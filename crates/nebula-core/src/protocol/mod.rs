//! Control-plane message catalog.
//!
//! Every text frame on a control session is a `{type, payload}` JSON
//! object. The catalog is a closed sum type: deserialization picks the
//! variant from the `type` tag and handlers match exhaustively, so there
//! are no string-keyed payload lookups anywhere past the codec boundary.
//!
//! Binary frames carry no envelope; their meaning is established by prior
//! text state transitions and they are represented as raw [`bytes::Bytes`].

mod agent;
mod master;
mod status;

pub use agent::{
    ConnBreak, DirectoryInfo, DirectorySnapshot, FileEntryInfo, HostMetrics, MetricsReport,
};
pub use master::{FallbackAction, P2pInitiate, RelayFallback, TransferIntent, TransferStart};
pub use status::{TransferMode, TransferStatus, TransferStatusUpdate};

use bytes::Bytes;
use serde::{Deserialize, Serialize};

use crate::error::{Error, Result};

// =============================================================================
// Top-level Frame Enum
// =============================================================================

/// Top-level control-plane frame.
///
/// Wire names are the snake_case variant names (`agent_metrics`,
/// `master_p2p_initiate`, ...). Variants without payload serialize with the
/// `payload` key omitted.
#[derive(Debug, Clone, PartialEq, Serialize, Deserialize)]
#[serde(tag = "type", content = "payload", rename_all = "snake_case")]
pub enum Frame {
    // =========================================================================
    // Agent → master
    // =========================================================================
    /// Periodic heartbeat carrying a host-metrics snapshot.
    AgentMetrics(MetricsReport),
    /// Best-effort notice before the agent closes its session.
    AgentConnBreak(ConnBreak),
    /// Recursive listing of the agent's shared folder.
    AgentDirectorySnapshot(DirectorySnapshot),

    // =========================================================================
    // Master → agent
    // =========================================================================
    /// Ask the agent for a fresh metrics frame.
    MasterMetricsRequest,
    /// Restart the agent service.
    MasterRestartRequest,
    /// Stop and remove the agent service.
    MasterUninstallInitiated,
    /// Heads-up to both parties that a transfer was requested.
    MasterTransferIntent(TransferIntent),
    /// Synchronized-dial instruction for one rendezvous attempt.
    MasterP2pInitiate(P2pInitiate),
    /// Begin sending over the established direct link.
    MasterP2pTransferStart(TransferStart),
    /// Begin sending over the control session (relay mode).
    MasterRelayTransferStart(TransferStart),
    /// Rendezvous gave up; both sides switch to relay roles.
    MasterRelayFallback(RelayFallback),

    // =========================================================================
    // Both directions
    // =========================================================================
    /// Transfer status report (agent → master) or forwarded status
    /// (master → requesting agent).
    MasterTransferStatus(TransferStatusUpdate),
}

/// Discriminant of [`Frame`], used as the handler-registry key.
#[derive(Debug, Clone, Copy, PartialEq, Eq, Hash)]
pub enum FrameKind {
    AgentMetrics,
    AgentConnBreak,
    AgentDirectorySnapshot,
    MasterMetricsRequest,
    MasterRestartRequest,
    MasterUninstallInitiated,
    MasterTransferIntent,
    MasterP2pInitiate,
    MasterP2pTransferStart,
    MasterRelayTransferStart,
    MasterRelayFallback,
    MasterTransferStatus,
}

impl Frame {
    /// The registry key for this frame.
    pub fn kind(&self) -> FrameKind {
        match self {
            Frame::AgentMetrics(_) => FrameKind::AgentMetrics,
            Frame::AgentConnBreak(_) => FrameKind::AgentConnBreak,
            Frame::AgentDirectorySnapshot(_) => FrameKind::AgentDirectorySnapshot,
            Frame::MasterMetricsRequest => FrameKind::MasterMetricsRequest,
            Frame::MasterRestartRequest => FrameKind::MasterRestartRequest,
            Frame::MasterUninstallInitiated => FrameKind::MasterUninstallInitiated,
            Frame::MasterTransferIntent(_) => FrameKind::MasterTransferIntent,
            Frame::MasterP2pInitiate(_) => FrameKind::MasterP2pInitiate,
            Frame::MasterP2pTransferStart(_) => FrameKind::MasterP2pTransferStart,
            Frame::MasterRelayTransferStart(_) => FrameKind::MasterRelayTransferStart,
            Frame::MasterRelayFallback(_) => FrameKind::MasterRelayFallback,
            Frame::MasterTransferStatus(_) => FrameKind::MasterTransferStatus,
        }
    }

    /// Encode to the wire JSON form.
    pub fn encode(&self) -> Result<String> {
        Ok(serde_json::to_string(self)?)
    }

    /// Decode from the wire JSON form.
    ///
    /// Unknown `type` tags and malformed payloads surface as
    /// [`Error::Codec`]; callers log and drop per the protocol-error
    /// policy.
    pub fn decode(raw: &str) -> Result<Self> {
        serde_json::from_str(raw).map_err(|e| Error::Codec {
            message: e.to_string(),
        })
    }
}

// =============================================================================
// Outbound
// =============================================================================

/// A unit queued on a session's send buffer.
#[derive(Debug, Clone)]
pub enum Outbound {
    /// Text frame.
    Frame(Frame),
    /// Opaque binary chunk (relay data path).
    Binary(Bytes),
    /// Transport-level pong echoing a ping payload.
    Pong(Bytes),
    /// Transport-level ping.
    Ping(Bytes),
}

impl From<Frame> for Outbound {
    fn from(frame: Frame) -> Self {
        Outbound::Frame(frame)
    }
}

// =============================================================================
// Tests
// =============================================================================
++++++++
Counting only lines that contain the string "registry", how many are there in the data above? Give the number alone.

2